---------- Data shown

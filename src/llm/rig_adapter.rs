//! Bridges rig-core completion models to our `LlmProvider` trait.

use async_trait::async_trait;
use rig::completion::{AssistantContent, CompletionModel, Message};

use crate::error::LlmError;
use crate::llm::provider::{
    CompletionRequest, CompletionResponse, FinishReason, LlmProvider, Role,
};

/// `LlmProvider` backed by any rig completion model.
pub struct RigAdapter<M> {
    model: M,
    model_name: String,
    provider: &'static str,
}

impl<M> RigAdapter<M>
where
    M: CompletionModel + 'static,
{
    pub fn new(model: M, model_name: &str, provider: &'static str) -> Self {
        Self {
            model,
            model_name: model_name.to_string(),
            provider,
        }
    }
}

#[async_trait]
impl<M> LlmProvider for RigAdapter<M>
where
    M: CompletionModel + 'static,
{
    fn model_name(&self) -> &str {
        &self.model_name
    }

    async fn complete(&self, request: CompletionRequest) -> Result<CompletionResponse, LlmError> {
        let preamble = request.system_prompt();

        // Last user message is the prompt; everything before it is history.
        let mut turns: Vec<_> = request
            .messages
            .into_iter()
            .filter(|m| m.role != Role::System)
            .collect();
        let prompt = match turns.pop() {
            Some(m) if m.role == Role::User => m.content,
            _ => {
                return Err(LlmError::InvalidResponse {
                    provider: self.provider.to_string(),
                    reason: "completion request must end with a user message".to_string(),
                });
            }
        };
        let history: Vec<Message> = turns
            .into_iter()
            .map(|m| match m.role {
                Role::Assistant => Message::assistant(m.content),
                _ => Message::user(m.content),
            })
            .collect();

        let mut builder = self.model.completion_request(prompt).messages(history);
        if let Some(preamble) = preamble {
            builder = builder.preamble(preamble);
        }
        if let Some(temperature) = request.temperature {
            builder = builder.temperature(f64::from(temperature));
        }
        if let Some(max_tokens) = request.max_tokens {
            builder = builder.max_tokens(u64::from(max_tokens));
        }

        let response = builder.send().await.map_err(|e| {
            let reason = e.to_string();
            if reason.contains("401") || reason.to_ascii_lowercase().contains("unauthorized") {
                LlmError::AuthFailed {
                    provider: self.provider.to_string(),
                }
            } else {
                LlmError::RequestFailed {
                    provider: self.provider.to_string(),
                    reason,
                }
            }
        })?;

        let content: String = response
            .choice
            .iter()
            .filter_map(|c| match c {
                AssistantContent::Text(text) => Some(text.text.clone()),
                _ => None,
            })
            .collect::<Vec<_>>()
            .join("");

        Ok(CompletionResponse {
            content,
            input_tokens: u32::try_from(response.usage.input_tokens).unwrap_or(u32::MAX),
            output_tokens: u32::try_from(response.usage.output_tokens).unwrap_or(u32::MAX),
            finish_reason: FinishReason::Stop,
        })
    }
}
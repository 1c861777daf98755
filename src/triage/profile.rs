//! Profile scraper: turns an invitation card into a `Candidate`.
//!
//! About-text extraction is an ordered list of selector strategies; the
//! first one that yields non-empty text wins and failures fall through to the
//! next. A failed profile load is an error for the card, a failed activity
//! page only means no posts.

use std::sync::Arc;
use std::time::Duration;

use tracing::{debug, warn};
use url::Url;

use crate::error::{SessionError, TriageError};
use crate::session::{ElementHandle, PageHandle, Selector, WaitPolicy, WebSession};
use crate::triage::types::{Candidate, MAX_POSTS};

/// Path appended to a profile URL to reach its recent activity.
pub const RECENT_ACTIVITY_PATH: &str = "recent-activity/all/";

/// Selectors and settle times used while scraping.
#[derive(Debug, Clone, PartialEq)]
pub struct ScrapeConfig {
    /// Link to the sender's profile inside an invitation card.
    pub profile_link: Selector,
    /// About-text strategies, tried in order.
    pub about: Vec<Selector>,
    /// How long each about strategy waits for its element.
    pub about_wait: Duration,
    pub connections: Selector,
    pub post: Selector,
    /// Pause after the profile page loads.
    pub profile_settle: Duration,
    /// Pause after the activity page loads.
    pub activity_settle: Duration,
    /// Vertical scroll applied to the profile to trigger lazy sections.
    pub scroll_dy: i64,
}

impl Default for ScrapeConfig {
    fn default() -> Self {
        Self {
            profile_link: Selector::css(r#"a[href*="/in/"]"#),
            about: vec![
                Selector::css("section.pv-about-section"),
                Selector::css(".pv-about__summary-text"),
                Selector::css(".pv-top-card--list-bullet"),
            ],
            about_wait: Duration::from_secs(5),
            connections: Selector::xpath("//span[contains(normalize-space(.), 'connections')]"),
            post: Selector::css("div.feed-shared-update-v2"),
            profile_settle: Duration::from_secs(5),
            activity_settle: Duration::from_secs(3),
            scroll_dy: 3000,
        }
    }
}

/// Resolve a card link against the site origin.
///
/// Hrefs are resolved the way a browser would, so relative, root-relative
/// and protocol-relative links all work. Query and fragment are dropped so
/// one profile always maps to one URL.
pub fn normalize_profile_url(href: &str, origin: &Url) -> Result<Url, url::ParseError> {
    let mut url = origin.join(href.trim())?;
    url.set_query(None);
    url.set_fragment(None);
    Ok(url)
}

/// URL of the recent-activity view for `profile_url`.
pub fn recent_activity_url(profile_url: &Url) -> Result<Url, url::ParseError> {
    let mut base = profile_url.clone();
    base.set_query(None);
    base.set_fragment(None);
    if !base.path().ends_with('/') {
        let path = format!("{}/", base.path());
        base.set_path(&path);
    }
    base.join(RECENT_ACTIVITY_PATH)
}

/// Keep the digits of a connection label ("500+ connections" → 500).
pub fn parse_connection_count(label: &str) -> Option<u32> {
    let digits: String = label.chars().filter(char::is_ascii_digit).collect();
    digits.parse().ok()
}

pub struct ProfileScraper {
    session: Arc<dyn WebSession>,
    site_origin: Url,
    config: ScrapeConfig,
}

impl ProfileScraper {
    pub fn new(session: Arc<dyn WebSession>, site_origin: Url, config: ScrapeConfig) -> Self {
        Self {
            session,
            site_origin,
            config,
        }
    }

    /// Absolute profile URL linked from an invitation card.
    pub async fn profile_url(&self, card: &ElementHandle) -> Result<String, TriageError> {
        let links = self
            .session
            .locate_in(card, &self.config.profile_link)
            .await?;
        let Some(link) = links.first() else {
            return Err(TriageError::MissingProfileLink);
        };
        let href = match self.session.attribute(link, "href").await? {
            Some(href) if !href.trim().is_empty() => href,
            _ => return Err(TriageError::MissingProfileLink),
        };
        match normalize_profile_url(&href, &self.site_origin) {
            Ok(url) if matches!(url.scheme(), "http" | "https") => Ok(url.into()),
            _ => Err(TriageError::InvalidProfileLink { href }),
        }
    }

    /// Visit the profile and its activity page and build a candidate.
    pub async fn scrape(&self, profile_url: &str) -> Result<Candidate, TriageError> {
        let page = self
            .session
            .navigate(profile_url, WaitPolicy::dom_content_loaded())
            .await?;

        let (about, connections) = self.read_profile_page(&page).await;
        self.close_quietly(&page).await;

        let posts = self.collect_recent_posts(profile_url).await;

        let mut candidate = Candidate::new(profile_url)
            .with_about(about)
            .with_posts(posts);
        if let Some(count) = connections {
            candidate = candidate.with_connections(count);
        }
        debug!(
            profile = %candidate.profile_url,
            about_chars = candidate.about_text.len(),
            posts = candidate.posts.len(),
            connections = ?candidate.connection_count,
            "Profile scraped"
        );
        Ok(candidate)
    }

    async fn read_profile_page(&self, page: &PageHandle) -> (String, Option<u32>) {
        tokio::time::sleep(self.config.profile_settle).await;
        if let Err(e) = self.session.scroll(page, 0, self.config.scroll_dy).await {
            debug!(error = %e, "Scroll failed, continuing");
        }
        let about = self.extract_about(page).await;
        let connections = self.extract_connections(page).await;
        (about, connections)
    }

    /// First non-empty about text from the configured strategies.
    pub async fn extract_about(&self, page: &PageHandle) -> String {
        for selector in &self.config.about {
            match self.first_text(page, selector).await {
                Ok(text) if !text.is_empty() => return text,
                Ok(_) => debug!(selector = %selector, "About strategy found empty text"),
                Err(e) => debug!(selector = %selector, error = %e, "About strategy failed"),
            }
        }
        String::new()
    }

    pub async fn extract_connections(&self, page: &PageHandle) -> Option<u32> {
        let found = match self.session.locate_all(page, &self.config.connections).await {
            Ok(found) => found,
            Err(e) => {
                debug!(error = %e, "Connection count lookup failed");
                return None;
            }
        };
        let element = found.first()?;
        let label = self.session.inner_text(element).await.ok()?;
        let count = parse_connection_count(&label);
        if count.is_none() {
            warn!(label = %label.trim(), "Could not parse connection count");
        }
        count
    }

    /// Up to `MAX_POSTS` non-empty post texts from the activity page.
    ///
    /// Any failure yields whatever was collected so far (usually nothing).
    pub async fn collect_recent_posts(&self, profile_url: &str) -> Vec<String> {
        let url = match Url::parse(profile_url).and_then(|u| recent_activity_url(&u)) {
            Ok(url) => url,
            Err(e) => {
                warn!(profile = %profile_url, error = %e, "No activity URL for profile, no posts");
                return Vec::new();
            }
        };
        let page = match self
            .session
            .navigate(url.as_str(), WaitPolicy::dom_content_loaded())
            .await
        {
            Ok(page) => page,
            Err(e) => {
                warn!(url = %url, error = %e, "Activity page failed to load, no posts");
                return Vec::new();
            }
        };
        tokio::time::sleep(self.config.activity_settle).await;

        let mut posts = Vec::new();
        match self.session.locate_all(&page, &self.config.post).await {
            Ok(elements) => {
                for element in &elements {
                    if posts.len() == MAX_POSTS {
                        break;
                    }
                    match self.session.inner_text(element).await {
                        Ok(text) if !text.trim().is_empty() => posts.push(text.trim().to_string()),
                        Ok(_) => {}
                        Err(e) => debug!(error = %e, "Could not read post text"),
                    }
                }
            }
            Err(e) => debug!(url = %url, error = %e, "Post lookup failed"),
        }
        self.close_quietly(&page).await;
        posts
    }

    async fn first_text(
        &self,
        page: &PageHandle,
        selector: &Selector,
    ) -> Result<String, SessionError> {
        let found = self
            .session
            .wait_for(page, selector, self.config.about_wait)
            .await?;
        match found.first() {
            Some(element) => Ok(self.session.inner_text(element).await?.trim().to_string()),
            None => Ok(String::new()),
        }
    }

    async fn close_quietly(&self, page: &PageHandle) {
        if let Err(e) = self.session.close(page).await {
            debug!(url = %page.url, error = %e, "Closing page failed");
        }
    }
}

--------------------

**Task:** Copy out every line of the data where the word "contains" occurs.

**Task solution:**
            if reason.contains("401") || reason.to_ascii_lowercase().contains("unauthorized") {
            connections: Selector::xpath("//span[contains(normalize-space(.), 'connections')]"),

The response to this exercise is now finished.